==== TASK DATA

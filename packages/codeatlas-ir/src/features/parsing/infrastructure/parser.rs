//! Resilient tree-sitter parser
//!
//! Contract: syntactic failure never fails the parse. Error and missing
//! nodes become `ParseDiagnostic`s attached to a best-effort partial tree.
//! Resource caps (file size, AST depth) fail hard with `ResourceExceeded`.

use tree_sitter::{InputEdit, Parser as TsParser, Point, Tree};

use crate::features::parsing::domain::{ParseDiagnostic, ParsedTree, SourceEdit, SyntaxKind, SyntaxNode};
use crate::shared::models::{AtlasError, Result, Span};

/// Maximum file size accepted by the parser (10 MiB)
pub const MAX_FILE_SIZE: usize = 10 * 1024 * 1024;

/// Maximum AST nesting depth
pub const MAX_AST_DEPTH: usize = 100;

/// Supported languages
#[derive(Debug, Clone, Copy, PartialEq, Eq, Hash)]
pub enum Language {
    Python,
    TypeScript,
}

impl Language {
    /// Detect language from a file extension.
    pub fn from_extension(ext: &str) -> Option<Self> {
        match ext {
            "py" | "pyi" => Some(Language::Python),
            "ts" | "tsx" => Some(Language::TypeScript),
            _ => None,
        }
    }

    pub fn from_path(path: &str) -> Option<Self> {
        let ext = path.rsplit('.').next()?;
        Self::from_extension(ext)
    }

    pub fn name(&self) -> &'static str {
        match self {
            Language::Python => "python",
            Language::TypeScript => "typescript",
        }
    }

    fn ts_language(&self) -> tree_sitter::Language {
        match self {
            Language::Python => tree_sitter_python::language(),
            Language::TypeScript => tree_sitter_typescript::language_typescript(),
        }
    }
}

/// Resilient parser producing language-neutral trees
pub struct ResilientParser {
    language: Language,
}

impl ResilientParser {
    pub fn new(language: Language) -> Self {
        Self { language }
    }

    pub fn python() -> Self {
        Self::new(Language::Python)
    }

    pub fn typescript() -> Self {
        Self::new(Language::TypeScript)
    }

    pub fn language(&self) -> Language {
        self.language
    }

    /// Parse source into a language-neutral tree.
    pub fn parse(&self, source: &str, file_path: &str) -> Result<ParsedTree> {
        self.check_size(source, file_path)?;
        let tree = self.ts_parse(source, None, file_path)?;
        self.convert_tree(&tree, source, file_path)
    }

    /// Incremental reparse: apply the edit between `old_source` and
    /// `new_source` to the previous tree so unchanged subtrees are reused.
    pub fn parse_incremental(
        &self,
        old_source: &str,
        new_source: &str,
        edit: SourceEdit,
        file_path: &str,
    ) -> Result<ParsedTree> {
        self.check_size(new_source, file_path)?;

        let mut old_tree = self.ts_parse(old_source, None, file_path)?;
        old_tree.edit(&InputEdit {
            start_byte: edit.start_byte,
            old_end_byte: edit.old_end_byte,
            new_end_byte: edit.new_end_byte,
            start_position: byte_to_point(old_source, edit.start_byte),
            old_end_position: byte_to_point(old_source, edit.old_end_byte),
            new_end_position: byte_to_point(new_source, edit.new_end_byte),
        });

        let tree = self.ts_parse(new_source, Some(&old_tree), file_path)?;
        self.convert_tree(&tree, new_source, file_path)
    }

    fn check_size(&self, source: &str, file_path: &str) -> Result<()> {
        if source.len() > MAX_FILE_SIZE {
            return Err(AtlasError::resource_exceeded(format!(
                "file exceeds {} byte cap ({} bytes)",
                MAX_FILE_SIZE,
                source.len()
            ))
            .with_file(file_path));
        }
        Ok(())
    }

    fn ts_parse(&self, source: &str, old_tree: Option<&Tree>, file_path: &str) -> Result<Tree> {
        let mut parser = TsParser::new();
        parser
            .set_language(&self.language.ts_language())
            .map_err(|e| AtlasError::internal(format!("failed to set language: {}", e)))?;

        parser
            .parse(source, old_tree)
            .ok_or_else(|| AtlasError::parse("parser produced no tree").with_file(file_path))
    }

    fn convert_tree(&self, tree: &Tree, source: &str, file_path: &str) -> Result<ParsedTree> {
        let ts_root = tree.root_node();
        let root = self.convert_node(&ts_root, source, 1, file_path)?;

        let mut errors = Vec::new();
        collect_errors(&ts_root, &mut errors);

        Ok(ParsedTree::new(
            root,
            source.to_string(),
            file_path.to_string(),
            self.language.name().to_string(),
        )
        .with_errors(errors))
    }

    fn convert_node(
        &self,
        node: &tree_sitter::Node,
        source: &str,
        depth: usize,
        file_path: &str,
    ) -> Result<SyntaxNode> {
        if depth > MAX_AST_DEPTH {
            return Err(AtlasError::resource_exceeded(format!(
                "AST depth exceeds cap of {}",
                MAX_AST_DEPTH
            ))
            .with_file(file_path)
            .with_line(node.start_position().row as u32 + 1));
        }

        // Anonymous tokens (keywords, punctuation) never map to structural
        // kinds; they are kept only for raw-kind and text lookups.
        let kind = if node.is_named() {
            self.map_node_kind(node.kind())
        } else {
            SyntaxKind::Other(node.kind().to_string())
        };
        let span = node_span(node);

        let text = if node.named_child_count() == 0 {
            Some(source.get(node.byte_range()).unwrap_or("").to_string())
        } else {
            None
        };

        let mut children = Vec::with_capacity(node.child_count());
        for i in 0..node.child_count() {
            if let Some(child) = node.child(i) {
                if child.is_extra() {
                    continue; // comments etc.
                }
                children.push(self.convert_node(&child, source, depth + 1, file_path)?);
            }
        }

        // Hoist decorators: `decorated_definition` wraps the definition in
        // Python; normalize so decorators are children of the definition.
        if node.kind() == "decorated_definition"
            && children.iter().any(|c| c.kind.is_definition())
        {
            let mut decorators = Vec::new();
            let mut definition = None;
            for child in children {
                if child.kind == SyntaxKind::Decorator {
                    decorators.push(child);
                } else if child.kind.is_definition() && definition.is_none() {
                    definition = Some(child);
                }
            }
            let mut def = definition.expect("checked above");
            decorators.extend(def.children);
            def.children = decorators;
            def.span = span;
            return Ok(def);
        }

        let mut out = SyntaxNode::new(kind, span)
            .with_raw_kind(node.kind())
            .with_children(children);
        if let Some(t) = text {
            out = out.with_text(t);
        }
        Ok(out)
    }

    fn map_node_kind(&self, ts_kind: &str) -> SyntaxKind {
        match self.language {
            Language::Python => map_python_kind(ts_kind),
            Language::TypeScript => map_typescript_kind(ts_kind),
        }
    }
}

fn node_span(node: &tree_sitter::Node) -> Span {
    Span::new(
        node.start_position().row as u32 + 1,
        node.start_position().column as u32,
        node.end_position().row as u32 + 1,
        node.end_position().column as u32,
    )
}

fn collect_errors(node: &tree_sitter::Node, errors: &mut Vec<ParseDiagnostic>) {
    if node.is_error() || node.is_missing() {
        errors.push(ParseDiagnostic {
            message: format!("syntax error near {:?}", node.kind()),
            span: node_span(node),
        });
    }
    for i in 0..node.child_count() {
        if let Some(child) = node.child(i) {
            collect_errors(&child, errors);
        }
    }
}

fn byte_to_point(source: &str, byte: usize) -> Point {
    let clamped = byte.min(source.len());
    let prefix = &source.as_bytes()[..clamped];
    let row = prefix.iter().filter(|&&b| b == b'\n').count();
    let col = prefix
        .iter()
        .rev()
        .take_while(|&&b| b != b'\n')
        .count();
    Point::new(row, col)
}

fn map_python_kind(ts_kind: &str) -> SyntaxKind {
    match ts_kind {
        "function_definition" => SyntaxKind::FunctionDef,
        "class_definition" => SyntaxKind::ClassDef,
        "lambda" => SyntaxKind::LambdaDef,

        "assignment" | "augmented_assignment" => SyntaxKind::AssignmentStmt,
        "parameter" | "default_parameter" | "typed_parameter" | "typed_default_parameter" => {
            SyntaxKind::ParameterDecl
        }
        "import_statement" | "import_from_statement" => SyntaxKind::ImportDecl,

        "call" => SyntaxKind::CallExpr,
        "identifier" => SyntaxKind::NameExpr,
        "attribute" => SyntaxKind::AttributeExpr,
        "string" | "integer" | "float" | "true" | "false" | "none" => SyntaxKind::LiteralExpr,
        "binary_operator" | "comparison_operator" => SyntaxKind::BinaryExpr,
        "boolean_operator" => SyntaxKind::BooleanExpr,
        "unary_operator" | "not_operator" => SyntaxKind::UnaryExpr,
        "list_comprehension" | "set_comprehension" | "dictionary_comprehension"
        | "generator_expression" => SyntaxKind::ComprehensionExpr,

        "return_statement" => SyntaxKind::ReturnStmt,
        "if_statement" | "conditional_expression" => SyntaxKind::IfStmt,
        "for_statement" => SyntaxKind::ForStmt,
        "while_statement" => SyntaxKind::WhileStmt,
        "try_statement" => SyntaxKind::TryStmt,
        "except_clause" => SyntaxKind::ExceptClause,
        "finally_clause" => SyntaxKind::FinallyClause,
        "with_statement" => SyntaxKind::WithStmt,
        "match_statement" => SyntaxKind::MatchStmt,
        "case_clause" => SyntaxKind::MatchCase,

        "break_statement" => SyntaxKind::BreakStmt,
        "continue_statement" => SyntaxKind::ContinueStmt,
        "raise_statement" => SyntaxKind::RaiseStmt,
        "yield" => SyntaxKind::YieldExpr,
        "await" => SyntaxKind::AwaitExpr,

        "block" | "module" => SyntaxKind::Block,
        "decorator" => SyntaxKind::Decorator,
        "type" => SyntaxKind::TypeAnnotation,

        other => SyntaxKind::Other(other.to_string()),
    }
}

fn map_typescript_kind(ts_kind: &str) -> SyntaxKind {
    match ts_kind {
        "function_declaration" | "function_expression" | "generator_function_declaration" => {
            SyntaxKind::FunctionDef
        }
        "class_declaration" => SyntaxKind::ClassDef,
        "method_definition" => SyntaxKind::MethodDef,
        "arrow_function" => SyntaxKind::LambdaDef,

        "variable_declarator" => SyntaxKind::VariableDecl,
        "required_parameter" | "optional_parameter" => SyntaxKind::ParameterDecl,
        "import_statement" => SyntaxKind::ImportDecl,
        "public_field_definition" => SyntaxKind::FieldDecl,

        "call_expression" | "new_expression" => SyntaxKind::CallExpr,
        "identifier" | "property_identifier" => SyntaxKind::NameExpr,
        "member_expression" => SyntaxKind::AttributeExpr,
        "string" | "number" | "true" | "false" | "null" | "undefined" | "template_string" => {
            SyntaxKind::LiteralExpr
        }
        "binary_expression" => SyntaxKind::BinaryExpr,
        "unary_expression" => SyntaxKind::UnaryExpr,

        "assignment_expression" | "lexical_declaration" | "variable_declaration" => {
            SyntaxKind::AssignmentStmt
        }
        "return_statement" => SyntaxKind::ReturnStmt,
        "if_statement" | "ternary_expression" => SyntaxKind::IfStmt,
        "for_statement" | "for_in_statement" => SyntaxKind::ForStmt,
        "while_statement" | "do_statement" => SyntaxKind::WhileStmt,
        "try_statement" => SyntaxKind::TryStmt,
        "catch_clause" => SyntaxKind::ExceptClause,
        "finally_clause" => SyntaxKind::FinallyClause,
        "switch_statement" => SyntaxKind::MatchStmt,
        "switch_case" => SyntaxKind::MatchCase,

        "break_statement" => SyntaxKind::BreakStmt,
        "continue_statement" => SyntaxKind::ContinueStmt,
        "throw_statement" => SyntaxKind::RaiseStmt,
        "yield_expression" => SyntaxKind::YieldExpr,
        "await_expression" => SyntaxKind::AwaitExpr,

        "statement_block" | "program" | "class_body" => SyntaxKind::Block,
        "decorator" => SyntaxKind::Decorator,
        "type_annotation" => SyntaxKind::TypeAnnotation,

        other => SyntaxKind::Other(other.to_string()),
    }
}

========

_WORK ORDER_.
Find all lines holding the word "ImportDecl" in the records above and copy them.

_RESPONSE BELOW_.
        "import_statement" | "import_from_statement" => SyntaxKind::ImportDecl,
        "import_statement" => SyntaxKind::ImportDecl,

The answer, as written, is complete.